Infra Reference

Host Overview

nix-darwin

• penrose: Mac Mini M1
• sierpinski: MacBook Air M4

colmena

• synchronicity-ii: Rented high-reliability/low-cost server
• tears: x86 Headless desktop for heavy workloads
• watchtower: ThinkCentre M75q Gen 2 Tiny; Home server

offline

• bloodletting: Main server / technogothic.net

Manual setup on blank system/migrations

bloodletting:

• nh os switch --target-host root@bloodletting -H bloodletting - deploy config
• passwd - set user passwords
• rsync state:
  • /var/lib:
    • acme/.lego
    • bin_rs
    • fail2ban
    • grafana
    • headscale
    • hedgedoc
    • mastodon
      • dump and import Postgres and Redis DBs
    • matterbridge
    • mc-e2e
    • mc-enigmatica-8
    • mstdn-ebooks
    • nyandroid
    • prometheus2
    • prosody
  • /home/ftp

penrose/sierpinski:

• nh darwin switch - deploy config
• age-plugin-se keygen | tee (tty) | tail -n1 >> ~/Library/Application\ Support/sops/age/keys.txt - generate a private key using the Apple Secure Enclave.
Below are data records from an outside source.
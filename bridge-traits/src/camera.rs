//! Camera Abstraction
//!
//! Provides photo capture and camera availability checks.

use serde::{Deserialize, Serialize};

use crate::error::Result;

/// How the captured photo is returned to the caller.
#[derive(Debug, Clone, Copy, PartialEq, Eq, Serialize, Deserialize)]
#[serde(rename_all = "lowercase")]
pub enum PhotoResultType {
    /// Base64-encoded image data
    Base64,
    /// Host filesystem URI
    Uri,
}

/// Which capture surface the host should present.
#[derive(Debug, Clone, Copy, PartialEq, Eq, Serialize, Deserialize)]
#[serde(rename_all = "lowercase")]
pub enum PhotoSource {
    /// Ask the user to choose between camera and photo library
    Prompt,
    /// Open the camera directly
    Camera,
    /// Open the photo library directly
    Photos,
}

/// Capture configuration passed to [`CameraService::get_photo`].
#[derive(Debug, Clone, Copy, PartialEq, Eq, Serialize, Deserialize)]
pub struct PhotoConfig {
    /// JPEG quality in `[0, 100]`
    pub quality: u8,
    /// Whether the host should offer an edit step after capture
    pub allow_editing: bool,
    pub result_type: PhotoResultType,
    pub source: PhotoSource,
}

impl PhotoConfig {
    /// Configuration used by the availability probe: medium quality, no edit
    /// step, base64 result, prompt-style source selection.
    pub fn probe() -> Self {
        Self {
            quality: 50,
            allow_editing: false,
            result_type: PhotoResultType::Base64,
            source: PhotoSource::Prompt,
        }
    }
}

/// A captured photo.
#[derive(Debug, Clone, PartialEq, Eq, Serialize, Deserialize)]
pub struct Photo {
    /// Base64-encoded image data (empty for URI results)
    pub base64_data: String,
    /// Image format (e.g., "jpeg")
    pub format: String,
}

/// Camera service trait
///
/// # Platform Support
///
/// - **Desktop**: Capture-device enumeration only; interactive capture needs a host UI
/// - **iOS**: AVFoundation / UIImagePickerController
/// - **Android**: CameraX / ACTION_IMAGE_CAPTURE
///
/// # Availability
///
/// `is_available` ships a default implementation that attempts a capture with
/// the probe configuration and treats any error as "unavailable". That
/// inference cannot distinguish a user declining the prompt from missing
/// hardware, so adapters should override it with a real capability check
/// whenever the platform exposes one.
#[async_trait::async_trait]
pub trait CameraService: Send + Sync {
    /// Open the host capture flow and return the resulting photo
    ///
    /// Errors cover missing hardware ([`BridgeError::NotAvailable`]),
    /// permission refusal ([`BridgeError::PermissionDenied`]) and user
    /// cancellation where the platform surfaces it as an error.
    ///
    /// [`BridgeError::NotAvailable`]: crate::error::BridgeError::NotAvailable
    /// [`BridgeError::PermissionDenied`]: crate::error::BridgeError::PermissionDenied
    async fn get_photo(&self, config: PhotoConfig) -> Result<Photo>;

    /// Whether a camera can be used on this host
    async fn is_available(&self) -> bool {
        self.get_photo(PhotoConfig::probe()).await.is_ok()
    }
}

#[cfg(test)]
mod tests {
    use super::*;
    use crate::error::BridgeError;

    struct NoCamera;

    #[async_trait::async_trait]
    impl CameraService for NoCamera {
        async fn get_photo(&self, _config: PhotoConfig) -> Result<Photo> {
            Err(BridgeError::NotAvailable("no capture device".to_string()))
        }
    }

    #[test]
    fn test_probe_config() {
        let config = PhotoConfig::probe();
        assert_eq!(config.quality, 50);
        assert!(!config.allow_editing);
        assert_eq!(config.result_type, PhotoResultType::Base64);
        assert_eq!(config.source, PhotoSource::Prompt);
    }

    #[tokio::test]
    async fn test_default_availability_maps_errors_to_false() {
        let camera = NoCamera;
        assert!(!camera.is_available().await);
    }
}
//! Time and Logging Abstractions
//!
//! Provides injectable time source and diagnostic sink for testing and
//! platform integration.

use chrono::{DateTime, Utc};
use serde::{Deserialize, Serialize};
use std::collections::HashMap;

use crate::error::Result;

/// Time source trait
///
/// Abstracts system time so tests can pin timestamps and hosts can supply
/// their own clock.
///
/// # Example
///
/// ```ignore
/// use bridge_traits::time::Clock;
///
/// fn log_timestamp(clock: &dyn Clock) {
///     println!("Current time: {}", clock.now());
/// }
/// ```
pub trait Clock: Send + Sync {
    /// Get current UTC time
    fn now(&self) -> DateTime<Utc>;

    /// Get current Unix timestamp in seconds
    fn unix_timestamp(&self) -> i64 {
        self.now().timestamp()
    }

    /// Get current Unix timestamp in milliseconds
    fn unix_timestamp_millis(&self) -> i64 {
        self.now().timestamp_millis()
    }
}

/// System clock implementation using actual system time
#[derive(Debug, Clone)]
pub struct SystemClock;

impl Clock for SystemClock {
    fn now(&self) -> DateTime<Utc> {
        Utc::now()
    }
}

/// Log level
#[derive(Debug, Clone, Copy, PartialEq, Eq, PartialOrd, Ord, Serialize, Deserialize)]
pub enum LogLevel {
    Trace,
    Debug,
    Info,
    Warn,
    Error,
}

/// Structured diagnostic entry
#[derive(Debug, Clone, Serialize, Deserialize)]
pub struct LogEntry {
    /// Log level
    pub level: LogLevel,
    /// Timestamp
    pub timestamp: DateTime<Utc>,
    /// Target module/component
    pub target: String,
    /// Log message
    pub message: String,
    /// Structured fields
    pub fields: HashMap<String, String>,
    /// Span name for correlating probe phases
    pub span_id: Option<String>,
}

impl LogEntry {
    pub fn new(level: LogLevel, target: impl Into<String>, message: impl Into<String>) -> Self {
        Self {
            level,
            timestamp: Utc::now(),
            target: target.into(),
            message: message.into(),
            fields: HashMap::new(),
            span_id: None,
        }
    }

    pub fn with_field(mut self, key: impl Into<String>, value: impl Into<String>) -> Self {
        self.fields.insert(key.into(), value.into());
        self
    }

    pub fn with_span_id(mut self, span_id: impl Into<String>) -> Self {
        self.span_id = Some(span_id.into());
        self
    }
}

/// Diagnostic sink trait
///
/// Forwards structured diagnostics from the view core to host logging
/// pipelines:
/// - **iOS**: OSLog
/// - **Android**: Logcat
/// - **Desktop**: Console, file logs, or system logging
///
/// The view core injects a sink into the capability probe and event log so
/// probe failures and log mirroring stay testable without a real output
/// channel.
///
/// # Security
///
/// Implementations should ensure device identifiers (uuid, serial) and raw
/// coordinates are redacted or dropped according to host privacy policies.
///
/// # Example
///
/// ```ignore
/// use bridge_traits::time::{LoggerSink, LogEntry, LogLevel};
///
/// async fn record_failure(sink: &dyn LoggerSink, message: &str) {
///     let entry = LogEntry::new(LogLevel::Error, "probe", message);
///     sink.log(entry).await.ok();
/// }
/// ```
#[async_trait::async_trait]
pub trait LoggerSink: Send + Sync {
    /// Forward a diagnostic entry to the host logging system
    async fn log(&self, entry: LogEntry) -> Result<()>;

    /// Flush any buffered entries
    async fn flush(&self) -> Result<()> {
        Ok(())
    }

    /// Get the minimum log level that will be processed
    ///
    /// Entries below this level can be filtered out at the source.
    fn min_level(&self) -> LogLevel {
        LogLevel::Info
    }
}

/// Console sink implementation for testing/development
#[derive(Debug, Clone)]
pub struct ConsoleLogger {
    pub min_level: LogLevel,
}

impl Default for ConsoleLogger {
    fn default() -> Self {
        Self {
            min_level: LogLevel::Info,
        }
    }
}

#[async_trait::async_trait]
impl LoggerSink for ConsoleLogger {
    async fn log(&self, entry: LogEntry) -> Result<()> {
        if entry.level >= self.min_level {
            let level_str = match entry.level {
                LogLevel::Trace => "TRACE",
                LogLevel::Debug => "DEBUG",
                LogLevel::Info => "INFO",
                LogLevel::Warn => "WARN",
                LogLevel::Error => "ERROR",
            };

            println!(
                "[{}] {} {}: {}",
                entry.timestamp.format("%Y-%m-%d %H:%M:%S%.3f"),
                level_str,
                entry.target,
                entry.message
            );

            if !entry.fields.is_empty() {
                println!("  Fields: {:?}", entry.fields);
            }
        }
        Ok(())
    }

    fn min_level(&self) -> LogLevel {
        self.min_level
    }
}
Make sure to add it to .sops.yaml.
• sops updatekeys - re-encrypt secrets after adding new keys.

Rsyncd Modules

Modded minecraft instance rsync modules can be accessed through mc-[modpack]@bloodletting::mc-[modpack] with --rsh=ssh

Updating Mastodon

cd common/pkgs/mastodon && ./update.sh --owner AgathaSorceress --rev <commit hash>

Last commit which includes BSPWM configs

Common Pitfalls

• Run sudo ssh tears if remote builds are failing. This is likely caused by a hidden "Host key verification failed" error.